Resources
Data sets
- Causal annotations for German verbs, nouns and prepositions.
- chomskyDisc, 60,000 tokens of talks, articles and interviews by/with Noam Chomsky, with 1,612 annotations of potentially causal/concessive/contrastive discourse connectives.
- tweeDe, the German UD Twitter treebank, with >12,000 tokens from 519 tweets
- A harmonised testsuite for POS tagging of German social media data
- CQA_de A German corpus for Community Question Answering, with 9,300 questions
and >50,000 answers extracted from Stackexchange and Reddit
- The KiezDeutsch-Korpus (KiDKo)
From 2011 to 2014 I was a Postdoc in Project B2, SFB 632 "Information Structure" in Potsdam where we built a corpus of Kiez-German, an informal variety of German spoken by adolescents from a multi-ethnic neighborhood.
- Modifiers in TIGER
With Hagen Hirschmann, we augmented the first 10.000 sentences in the TIGER treebank with more fine-grained, syntactically motivated parts-of-speech for German modifiers. Our annotation scheme as well as parsing experiments using the new tagset are described in Rehbein and Hirschmann (KONVENS 2014, TLT 2014).
- Modalia
Together with my colleague, Josef Ruppenhofer, we've developed an annotation scheme for English modal verbs and provide word-sense and frame role annotations for the instances of 5 modal verbs in the MPQA corpus.
- The SALSA corpus
From 2008 to 2010 I was part of the SALSA project at Saarland University where we created a large, frame-based lexicon for German, with rich semantic and syntactic properties, as a resource for linguistic and computational linguistic research. The Salsa corpus is freely available for research purposes.
Other resources
- Python scripts that convert function-head style encodings in dependency treebanks in a content-head style encoding (as used in the UD treebanks) and vice versa (for adpositions, copula and coordination). For more information, see our DepLing paper (Rehbein, Steen, Do & Frank 2017)
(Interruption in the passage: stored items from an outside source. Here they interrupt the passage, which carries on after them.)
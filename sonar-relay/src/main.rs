use std::path::PathBuf;

use clap::Parser;
use sonar_core::Channel;
use sonar_relay::{Config, Forwarder, HttpUplink};
use tokio_util::sync::CancellationToken;
use tracing::info;

#[derive(Parser)]
#[command(name = "sonar-relay")]
#[command(about = "Secondary rangefinder node: polls local sensors and pushes them to the hub")]
struct Cli {
    /// Path to the configuration file
    #[arg(short, long, default_value = "sonar-relay.toml")]
    config: PathBuf,
}

#[tokio::main]
async fn main() -> color_eyre::Result<()> {
    color_eyre::install()?;

    let filter = std::env::var("RUST_LOG")
        .unwrap_or_else(|_| "sonar_relay=info,sonar_edge=info".to_owned());
    tracing_subscriber::fmt()
        .with_env_filter(filter)
        .with_span_events(tracing_subscriber::fmt::format::FmtSpan::CLOSE)
        .init();

    let cli = Cli::parse();

    let config = if cli.config.exists() {
        info!(path = ?cli.config, "Loading configuration");
        Config::load(&cli.config)?
    } else {
        info!("No configuration file found, using defaults");
        Config::default()
    };

    info!(
        hub_url = %config.hub.url,
        front = ?config.sensors.front,
        back = ?config.sensors.back,
        "Starting sonar-relay"
    );

    let links = vec![
        config.sensors.front.open_link(Channel::Front, &config.link)?,
        config.sensors.back.open_link(Channel::Back, &config.link)?,
    ];

    let uplink = HttpUplink::new(&config.hub.url, config.hub.request_timeout())?;
    let forwarder = Forwarder::new(
        links,
        uplink,
        config.hub.push_interval(),
        config.node.cycle_pause(),
    );

    let cancel = CancellationToken::new();
    let forwarder_handle = tokio::spawn(forwarder.run(cancel.clone()));

    tokio::signal::ctrl_c().await?;
    info!("Received Ctrl+C, shutting down...");

    cancel.cancel();
    let _ = forwarder_handle.await;

    info!("sonar-relay shut down complete");
    Ok(())
}
pub mod config;
pub mod forwarder;
pub mod uplink;

pub use config::{Config, HubConfig, SensorsConfig};
pub use forwarder::Forwarder;
pub use uplink::{HttpUplink, PushAck, Uplink, UplinkError};
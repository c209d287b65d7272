mod error;
mod frame;

pub use error::{FrameError, FrameResult};
pub use frame::{RawFrame, checksum, extract_distance};

/// Byte sent to a rangefinder to request one measurement.
pub const POLL_COMMAND: u8 = 0x55;
/// First byte of every well-formed response frame.
pub const FRAME_HEADER: u8 = 0xFF;
/// Length of a response frame in bytes.
pub const FRAME_LEN: usize = 4;
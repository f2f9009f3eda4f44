// Output formatting utilities

use crate::board::{Notification, Severity, StageColumn};
use crate::models::{Lead, PipelineStage};
use crate::utils::date::{format_date, format_relative_time};
use std::io::IsTerminal;

// ANSI escape codes for terminal formatting
const ANSI_BOLD: &str = "\x1b[1m";
const ANSI_RESET: &str = "\x1b[0m";

const ANSI_FG_RED: &str = "\x1b[31m";
const ANSI_FG_GREEN: &str = "\x1b[32m";
const ANSI_FG_YELLOW: &str = "\x1b[33m";
const ANSI_FG_BLUE: &str = "\x1b[34m";
const ANSI_FG_MAGENTA: &str = "\x1b[35m";
const ANSI_FG_CYAN: &str = "\x1b[36m";
const ANSI_FG_BRIGHT_BLACK: &str = "\x1b[90m";

/// Fixed color per stage so columns are recognizable at a glance
fn stage_color(stage: PipelineStage) -> &'static str {
    match stage {
        PipelineStage::NewLead => ANSI_FG_CYAN,
        PipelineStage::Contacted => ANSI_FG_BLUE,
        PipelineStage::Qualified => ANSI_FG_MAGENTA,
        PipelineStage::ProposalSent => ANSI_FG_YELLOW,
        PipelineStage::Negotiation => ANSI_FG_YELLOW,
        PipelineStage::Won => ANSI_FG_GREEN,
        PipelineStage::Lost => ANSI_FG_RED,
    }
}

/// Whether stdout is a terminal (colors suppressed when piped)
pub fn stdout_is_terminal() -> bool {
    std::io::stdout().is_terminal()
}

/// Current terminal width, defaulting to 80 columns when undetectable
pub fn terminal_width() -> usize {
    terminal_size::terminal_size()
        .map(|(w, _)| w.0 as usize)
        .unwrap_or(80)
}

fn truncate(s: &str, max: usize) -> String {
    if s.chars().count() <= max {
        s.to_string()
    } else if max <= 1 {
        "…".to_string()
    } else {
        let cut: String = s.chars().take(max - 1).collect();
        format!("{}…", cut)
    }
}

/// Render the kanban board: one section per stage in funnel order, each
/// lead as a card line with id, label, and last-contact age. Empty stages
/// still render with a zero count.
pub fn format_board(columns: &[StageColumn<'_>], use_color: bool) -> String {
    let width = terminal_width().clamp(40, 120);
    let mut out = String::new();

    for column in columns {
        let header = format!(
            "{} ({})",
            column.stage.display_name(),
            column.leads.len()
        );
        if use_color {
            out.push_str(&format!(
                "{}{}{}{}\n",
                ANSI_BOLD,
                stage_color(column.stage),
                header,
                ANSI_RESET
            ));
        } else {
            out.push_str(&header);
            out.push('\n');
        }

        if column.leads.is_empty() {
            let empty = "  (empty)";
            if use_color {
                out.push_str(&format!("{}{}{}\n", ANSI_FG_BRIGHT_BLACK, empty, ANSI_RESET));
            } else {
                out.push_str(empty);
                out.push('\n');
            }
        }

        for lead in &column.leads {
            let id = lead.id.map(|i| i.to_string()).unwrap_or_else(|| "-".to_string());
            let contacted = lead
                .last_contacted_ts
                .map(format_relative_time)
                .unwrap_or_else(|| "never".to_string());
            let line = format!("  [{}] {}  · {}", id, lead.card_label(), contacted);
            out.push_str(&truncate(&line, width));
            out.push('\n');
        }
        out.push('\n');
    }

    out
}

/// Render leads as a fixed-width table (the `list` command)
pub fn format_lead_list_table(leads: &[&Lead], use_color: bool) -> String {
    let mut out = String::new();

    let header = format!(
        "{:<5} {:<24} {:<18} {:<14} {:<10} {:<10}",
        "ID", "Name", "Company", "Stage", "Contact", "Created"
    );
    if use_color {
        out.push_str(&format!("{}{}{}\n", ANSI_BOLD, header, ANSI_RESET));
    } else {
        out.push_str(&header);
        out.push('\n');
    }

    for lead in leads {
        let id = lead.id.map(|i| i.to_string()).unwrap_or_else(|| "-".to_string());
        let company = lead.company.as_deref().unwrap_or("-");
        let contacted = lead
            .last_contacted_ts
            .map(format_relative_time)
            .unwrap_or_else(|| "never".to_string());
        let stage_name = lead.stage.display_name();

        let row = format!(
            "{:<5} {:<24} {:<18} {:<14} {:<10} {:<10}",
            id,
            truncate(&lead.name, 24),
            truncate(company, 18),
            stage_name,
            contacted,
            format_date(lead.created_ts),
        );
        if use_color {
            out.push_str(&format!(
                "{:<5} {:<24} {:<18} {}{:<14}{} {:<10} {:<10}\n",
                id,
                truncate(&lead.name, 24),
                truncate(company, 18),
                stage_color(lead.stage),
                stage_name,
                ANSI_RESET,
                contacted,
                format_date(lead.created_ts),
            ));
        } else {
            out.push_str(&row);
            out.push('\n');
        }
    }

    out
}

/// Render a detail card for one lead (the `show` command)
pub fn format_lead_summary(lead: &Lead) -> String {
    let mut out = String::new();
    let id = lead.id.map(|i| i.to_string()).unwrap_or_else(|| "-".to_string());

    out.push_str(&format!("Lead {}: {}\n", id, lead.name));
    out.push_str(&format!("  Stage:     {}\n", lead.stage.display_name()));
    if let Some(company) = &lead.company {
        out.push_str(&format!("  Company:   {}\n", company));
    }
    if let Some(email) = &lead.email {
        out.push_str(&format!("  Email:     {}\n", email));
    }
    if let Some(phone) = &lead.phone {
        out.push_str(&format!("  Phone:     {}\n", phone));
    }
    if let Some(source) = &lead.source {
        out.push_str(&format!("  Source:    {}\n", source));
    }
    out.push_str(&format!(
        "  Contacted: {}\n",
        lead.last_contacted_ts
            .map(|ts| format!("{} ({})", format_date(ts), format_relative_time(ts)))
            .unwrap_or_else(|| "never".to_string())
    ));
    out.push_str(&format!("  Created:   {}\n", format_date(lead.created_ts)));
    if let Some(notes) = &lead.notes {
        out.push_str(&format!("  Notes:     {}\n", notes));
    }

    out
}

/// Print a board notification: errors to stderr, the rest to stdout
pub fn print_notification(notification: &Notification, use_color: bool) {
    let color = match notification.severity {
        Severity::Success => ANSI_FG_GREEN,
        Severity::Error => ANSI_FG_RED,
        Severity::Info => ANSI_FG_BRIGHT_BLACK,
    };
    let line = format!("{}: {}", notification.title, notification.description);
    let rendered = if use_color {
        format!("{}{}{}", color, line, ANSI_RESET)
    } else {
        line
    };

    match notification.severity {
        Severity::Error => eprintln!("{}", rendered),
        _ => println!("{}", rendered),
    }
}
- With Josef Ruppenhofer and Julius Steen, we developed a method for detecting noise in automatically annotated sequence-labelled data, combining MACE (Hovy et al. 2014) with Active Learning.
The source code and a simple annotation interface is available for download. Many thanks to Julius Steen for restructuring the code and adding the gui!
- We extended our method for error detection in treebanks, as described in our COLING 2018 paper "Sprucing up the trees -- Error detection in treebanks".
Here you can download the source code for MACE-AL-TREE.
- MaJo
With our students, Marcel and Jonas, we developed MaJo, a toolkit for Word Sense Disambiguation and Active Learning.